The lowered costs of capital would also induce more investments and engender more employment. With increased employment, more wages would be paid and consumption increased. The increased demand would in turn booster more production and further investments.

The spiraling situation would so greatly create jobs everywhere and for everyone phenomenally.

Indeed, we shall experience also an influx of brains and skills from abroad into our markets seeking for opportunities, known as “foreign direct investments”.

Evidently, so much investment capital would be made available such that reserves pile up and the naira gains value and strength and is at par with world top currencies. This probably is how nations of the world can attain the elusive and much desirable purchasing power parity (PPP) in international finance. Emphatically and concisely, parity can be attained only when inflationary rates are stabilized relatively, and GDP equilibrated comparatively vis-à-vis economic growth.

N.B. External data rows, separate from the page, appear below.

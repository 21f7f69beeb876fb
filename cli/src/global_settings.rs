use clap::{Arg, ArgMatches, arg, value_parser};
use console::Term;
use expense_lib::currencies::{CurrencySettings, DEFAULT_CURRENCY};
use std::io::IsTerminal;
use std::path::{Path, PathBuf};

pub struct GlobalSettings {
    // Currency for new expenses, until changed in the session
    pub currency: CurrencySettings,

    // Read commands from this file rather than from the terminal
    pub script: Option<PathBuf>,

    // Maximum width for tables
    pub width: usize,

    // Show the prompt and the tables after each change
    pub interactive: bool,

    pub table: crate::tables::Settings,
}

impl GlobalSettings {
    /// Return the command line switches to configure the global settings
    pub fn cli() -> impl IntoIterator<Item = Arg> {
        [
            arg!(--currency <CODE> "Currency for new expenses")
                .default_value(DEFAULT_CURRENCY),
            arg!(--script <FILE> "Read commands from FILE")
                .value_parser(value_parser!(PathBuf)),
            arg!(--width <COLUMNS> "Maximum width of tables")
                .value_parser(value_parser!(usize)),
        ]
    }

    /// Create the settings from the command line arguments.
    pub fn new(args: &ArgMatches) -> anyhow::Result<Self> {
        let currency = CurrencySettings::new(
            args.get_one::<String>("currency")
                .map_or(DEFAULT_CURRENCY, String::as_str),
        )?;
        let script = args.get_one::<PathBuf>("script").cloned();
        let width = match args.get_one::<usize>("width") {
            Some(w) => *w,
            None => Term::stdout().size().1 as usize,
        };
        Ok(GlobalSettings {
            interactive: is_interactive(
                script.as_deref(),
                std::io::stdin().is_terminal(),
                console::user_attended(),
            ),
            currency,
            script,
            width,
            table: crate::tables::Settings::default(),
        })
    }
}

/// The prompt and tables are only shown when commands are typed by a user
/// who also sees the output: no script, and both stdin and stdout are
/// terminals.
fn is_interactive(
    script: Option<&Path>,
    stdin_is_terminal: bool,
    stdout_is_terminal: bool,
) -> bool {
    script.is_none() && stdin_is_terminal && stdout_is_terminal
}

impl Default for GlobalSettings {
    fn default() -> Self {
        GlobalSettings {
            currency: CurrencySettings::default(),
            script: None,
            width: 80,
            interactive: false,
            table: crate::tables::Settings::default(),
        }
    }
}

#[cfg(test)]
mod test {
    use crate::global_settings::is_interactive;
    use std::path::Path;

    #[test]
    fn test_is_interactive() {
        assert!(is_interactive(None, true, true));

        // Commands piped in, output on a terminal
        assert!(!is_interactive(None, false, true));

        // Output redirected
        assert!(!is_interactive(None, true, false));

        assert!(!is_interactive(Some(Path::new("cmds.txt")), true, true));
    }
}
use crate::expenses::Expense;
use itertools::Itertools;
use rust_decimal::Decimal;
use std::collections::BTreeMap;

/// A sum of amounts that may be expressed in several currencies.
///
/// Amounts in different currencies are never converted nor added together,
/// we just keep one sum per currency code.

#[derive(Debug, Clone, Default, PartialEq)]
pub struct CurrencyTotals {
    values: BTreeMap<String, Decimal>,
}

impl CurrencyTotals {
    pub fn is_zero(&self) -> bool {
        self.values.values().all(|v| v.is_zero())
    }

    pub fn get(&self, currency: &str) -> Decimal {
        self.values.get(currency).copied().unwrap_or(Decimal::ZERO)
    }

    /// Iterate over (currency, total), sorted by currency code
    pub fn iter(&self) -> impl Iterator<Item = (&str, Decimal)> + '_ {
        self.values.iter().map(|(c, v)| (c.as_str(), *v))
    }

    pub fn display(&self) -> String {
        self.values
            .iter()
            .map(|(c, v)| format!("{} {}", v, c))
            .join(" + ")
    }
}

impl core::ops::AddAssign<&Expense> for CurrencyTotals {
    fn add_assign(&mut self, rhs: &Expense) {
        self.values
            .entry(rhs.currency().to_string())
            .and_modify(|v| *v += rhs.amount())
            .or_insert(rhs.amount());
    }
}

impl core::ops::AddAssign<&CurrencyTotals> for CurrencyTotals {
    fn add_assign(&mut self, rhs: &CurrencyTotals) {
        for (c, value) in &rhs.values {
            self.values
                .entry(c.clone())
                .and_modify(|v| *v += *value)
                .or_insert(*value);
        }
    }
}

impl core::ops::Add<&CurrencyTotals> for CurrencyTotals {
    type Output = Self;

    fn add(mut self, rhs: &CurrencyTotals) -> Self::Output {
        self += rhs;
        self
    }
}

impl<'a> FromIterator<&'a Expense> for CurrencyTotals {
    fn from_iter<T: IntoIterator<Item = &'a Expense>>(iter: T) -> Self {
        let mut result = CurrencyTotals::default();
        for e in iter {
            result += e;
        }
        result
    }
}

#[cfg(test)]
mod test {
    use crate::categories::Category;
    use crate::expenses::Expense;
    use crate::totals::CurrencyTotals;
    use rust_decimal::Decimal;
    use rust_decimal_macros::dec;

    #[test]
    fn test_totals() {
        let expenses = [
            Expense::new("Coffee", Category::Personal, dec!(3.50), "GBP"),
            Expense::new("Train", Category::Personal, dec!(1.25), "GBP"),
            Expense::new("Hotel", Category::Business, dec!(120), "EUR"),
        ];
        let totals: CurrencyTotals = expenses.iter().collect();
        assert_eq!(totals.get("GBP"), dec!(4.75));
        assert_eq!(totals.get("EUR"), dec!(120));
        assert_eq!(totals.get("USD"), Decimal::ZERO);
        assert_eq!(totals.display(), "120 EUR + 4.75 GBP");
        assert!(!totals.is_zero());

        let refund = [Expense::new("Refund", Category::Personal, dec!(-4.75), "GBP")];
        let net = CurrencyTotals::default()
            + &expenses.iter().take(2).collect::<CurrencyTotals>()
            + &refund.iter().collect::<CurrencyTotals>();
        assert!(net.is_zero());
        assert_eq!(net.iter().count(), 1);
    }

    #[test]
    fn test_empty() {
        let totals = CurrencyTotals::default();
        assert!(totals.is_zero());
        assert_eq!(totals.display(), "");
    }
}
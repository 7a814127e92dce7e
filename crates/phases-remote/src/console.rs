//! Line-oriented operator console. Steps and loop points are typed 1-based.

use std::collections::BTreeSet;
use std::io::Write;

use phases_core::{
    fanout::Action,
    pattern::Pattern,
    surface::{ControlSurface, LinkedInput, RowControls},
    view::{ConnectionState, ViewRenderer},
    EntityId,
};
use tokio::{
    io::{AsyncBufReadExt, BufReader},
    sync::mpsc,
};
use tracing::{debug, warn};

use crate::session::Intent;

pub const HELP: &str = "\
commands:
  connect | show | start | stop | quit
  bpm <n>
  master <control>          fan out to every sequencer
  seq <id> <control>        one sequencer
controls:
  div <WT|W|HT|H|Q|QT|8|8T|16|8Q|16T|32>
  step <n> on|off   goto <n>   loop <n>
  sync on|off   pct <value>|reset
  every <1-8>   random   clear
  stepsize <n>   start   stop";

pub fn parse_intent(line: &str) -> Result<Intent, String> {
    let words: Vec<&str> = line.split_whitespace().collect();
    let Some((head, rest)) = words.split_first() else {
        return Err("empty command".to_string());
    };
    match (head.to_ascii_lowercase().as_str(), rest) {
        ("connect" | "reconnect", []) => Ok(Intent::Connect),
        ("start", []) => Ok(Intent::StartAll),
        ("stop", []) => Ok(Intent::StopAll),
        ("show", []) => Ok(Intent::Show),
        ("quit" | "exit", []) => Ok(Intent::Quit),
        ("bpm", [value]) => {
            let bpm = parse_number(value)?;
            if bpm <= 0.0 {
                return Err(format!("bpm must be positive: {value}"));
            }
            Ok(Intent::SetBpm {
                input: LinkedInput::Number,
                bpm,
            })
        }
        ("master", control) => Ok(Intent::Control {
            scope: EntityId::Master,
            action: parse_action(control)?,
        }),
        ("seq", [id, control @ ..]) => Ok(Intent::Control {
            scope: EntityId::sequencer(*id),
            action: parse_action(control)?,
        }),
        _ => Err(format!("unknown command: {line}")),
    }
}

fn parse_action(words: &[&str]) -> Result<Action, String> {
    let Some((head, rest)) = words.split_first() else {
        return Err("missing control".to_string());
    };
    match (head.to_ascii_lowercase().as_str(), rest) {
        ("div", [name]) => Ok(Action::SelectDivision((*name).to_string())),
        ("step", [step, armed]) => Ok(Action::ToggleStep {
            step: parse_position(step)? - 1,
            armed: parse_switch(armed)?,
        }),
        ("goto", [step]) => Ok(Action::AuditionStep(parse_position(step)? - 1)),
        ("loop", [point]) => Ok(Action::SelectLoopPoint(parse_position(point)?)),
        ("sync", [value]) => Ok(Action::SetSync(parse_switch(value)?)),
        ("pct", [value]) if value.eq_ignore_ascii_case("reset") => Ok(Action::ResetPercentage),
        ("pct", [value]) => Ok(Action::SetPercentage {
            input: LinkedInput::Number,
            value: parse_number(value)?,
        }),
        ("every", [n]) => {
            let n: u8 = n.parse().map_err(|_| format!("not a step count: {n}"))?;
            Pattern::every(n)
                .map(Action::ApplyPattern)
                .ok_or_else(|| format!("every takes 1 to 8, got {n}"))
        }
        ("random", []) => Ok(Action::ApplyPattern(Pattern::Random)),
        ("clear", []) => Ok(Action::ApplyPattern(Pattern::Clear)),
        ("stepsize", [n]) => n
            .parse::<i64>()
            .map(Action::SetStepSize)
            .map_err(|_| format!("not a step size: {n}")),
        ("start", []) => Ok(Action::Start),
        ("stop", []) => Ok(Action::Stop),
        _ => Err(format!("unknown control: {}", words.join(" "))),
    }
}

fn parse_position(value: &str) -> Result<usize, String> {
    match value.parse::<usize>() {
        Ok(n) if n >= 1 => Ok(n),
        _ => Err(format!("positions start at 1: {value}")),
    }
}

fn parse_switch(value: &str) -> Result<bool, String> {
    crate::config::parse_bool_env(value).ok_or_else(|| format!("expected on or off: {value}"))
}

fn parse_number(value: &str) -> Result<f64, String> {
    value
        .parse::<f64>()
        .ok()
        .filter(|n| n.is_finite())
        .ok_or_else(|| format!("not a number: {value}"))
}

/// Reads operator lines from stdin until EOF, which counts as quit.
pub async fn read_intents(tx: mpsc::Sender<Intent>) {
    let mut lines = BufReader::new(tokio::io::stdin()).lines();
    loop {
        match lines.next_line().await {
            Ok(Some(line)) => {
                let line = line.trim();
                if line.is_empty() {
                    continue;
                }
                if line == "help" {
                    println!("{HELP}");
                    continue;
                }
                match parse_intent(line) {
                    Ok(intent) => {
                        if tx.send(intent).await.is_err() {
                            break;
                        }
                    }
                    Err(err) => eprintln!("{err} (try `help`)"),
                }
            }
            Ok(None) => {
                let _ = tx.send(Intent::Quit).await;
                break;
            }
            Err(err) => {
                warn!("stdin_read_error: {err}");
                let _ = tx.send(Intent::Quit).await;
                break;
            }
        }
    }
}

/// Plain-text view of the control surface.
pub struct TextRenderer<W> {
    out: W,
    refreshes: u64,
}

impl<W: Write> TextRenderer<W> {
    pub fn new(out: W) -> Self {
        Self { out, refreshes: 0 }
    }
}

impl<W: Write> ViewRenderer for TextRenderer<W> {
    fn rebuild(&mut self, surface: &ControlSurface) {
        let _ = writeln!(self.out, "{}", render_surface(surface));
        let _ = self.out.flush();
    }

    /// Reprints only the rows whose playhead, loop point or local mirror
    /// moved.
    fn refresh(&mut self, surface: &ControlSurface, changed: &BTreeSet<EntityId>) {
        self.refreshes += 1;
        debug!(event = "view_refresh", changed = changed.len(), refreshes = self.refreshes);
        for id in changed {
            let line = match id {
                EntityId::Master => Some(render_row("master", surface.master())),
                EntityId::Sequencer(id) => surface.row(id).map(|row| render_row(id, row)),
            };
            if let Some(line) = line {
                let _ = writeln!(self.out, "{line}");
            }
        }
        let _ = self.out.flush();
    }

    fn connection_changed(&mut self, state: ConnectionState) {
        let _ = writeln!(self.out, "[{state}]");
        let _ = self.out.flush();
    }
}

pub fn render_surface(surface: &ControlSurface) -> String {
    let bpm = surface.bpm();
    let mut lines = vec![format!("bpm {:.1}", bpm.value())];
    lines.push(render_row("master", surface.master()));
    for row in surface.rows() {
        lines.push(render_row(&row.id, &row.controls));
    }
    lines.join("\n")
}

/// `x` armed, `.` idle; the playhead step is upper-cased as `X` or `o`.
pub fn render_row(label: &str, row: &RowControls) -> String {
    let steps: String = row
        .steps()
        .iter()
        .enumerate()
        .map(|(i, armed)| match (row.current() == Some(i), *armed) {
            (true, true) => 'X',
            (true, false) => 'o',
            (false, true) => 'x',
            (false, false) => '.',
        })
        .collect();
    let loop_point = row
        .loop_point()
        .map(|point| point.to_string())
        .unwrap_or_else(|| "-".to_string());
    let division = row.division().map(|division| division.name).unwrap_or("-");
    format!(
        "{label:<10} [{steps}] loop {loop_point} div {division} sync {} pct {:.2}",
        if row.sync() { "on" } else { "off" },
        row.percentage().value()
    )
}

While yet achieving parity, we shall also inadvertently have divested our economy from a sole-export earner to a multi-faceted one. And evidently we too shall be setting up investments abroad like other advanced industrial societies. What is needed done to enjoy this great big wealth and prosperity is to: make our nation and the whole earth one phenomenal free-trade-territory! Then would our economies not have to cringe any more under the pangs of price and revenue fluctuations in any one product – oil and gas, as in the case of Nigeria. Other exports would buffer up the economy!

All things being equal, all nations following in the steps of this discourse would ever revel in this common wealth as already promised of God in the Holy Scriptures wherein He declares : “I will bring you lasting prosperity; the wealth of the nations will flow to you like a river that never goes dry”. Almighty God Himself invariably saying that the economies of nations would never recess and ever be in wealth!

Albeit, one snag to achieving all this loftiness is that not everyone is “economical,” there are a couple few whom when monetized would spend on 'consumables' rather than 'investments.' It behooves on governments therefore to bring the government closer to their peoples by carrying them along on the reasons and purposes of these policies and agendas so as to run with them on hitting ground.